Task objective: Your answer should be the lines from the start of the records through the line with "hands out cursors", copied word for word.

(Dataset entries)

--- START ---

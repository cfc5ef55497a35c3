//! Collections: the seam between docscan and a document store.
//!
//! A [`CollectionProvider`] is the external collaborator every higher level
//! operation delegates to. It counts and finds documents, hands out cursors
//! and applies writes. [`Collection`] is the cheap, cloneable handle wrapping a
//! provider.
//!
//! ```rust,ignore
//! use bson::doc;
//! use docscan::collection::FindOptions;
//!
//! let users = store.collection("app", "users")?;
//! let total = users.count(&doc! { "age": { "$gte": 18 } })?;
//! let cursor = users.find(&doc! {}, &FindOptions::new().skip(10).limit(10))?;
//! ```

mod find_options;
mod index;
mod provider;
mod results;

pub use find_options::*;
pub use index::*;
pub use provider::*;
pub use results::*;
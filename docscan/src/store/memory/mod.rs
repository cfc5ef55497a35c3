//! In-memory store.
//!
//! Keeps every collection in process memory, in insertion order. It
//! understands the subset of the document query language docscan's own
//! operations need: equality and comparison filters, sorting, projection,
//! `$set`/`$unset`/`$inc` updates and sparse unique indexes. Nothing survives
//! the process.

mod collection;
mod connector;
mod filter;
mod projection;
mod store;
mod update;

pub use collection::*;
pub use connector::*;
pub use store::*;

--- END ---

Output of the task:
repository cfc5ef55497a35c3
//! Collections: the seam between docscan and a document store.
//!
//! A [`CollectionProvider`] is the external collaborator every higher level
//! operation delegates to. It counts and finds documents, hands out cursors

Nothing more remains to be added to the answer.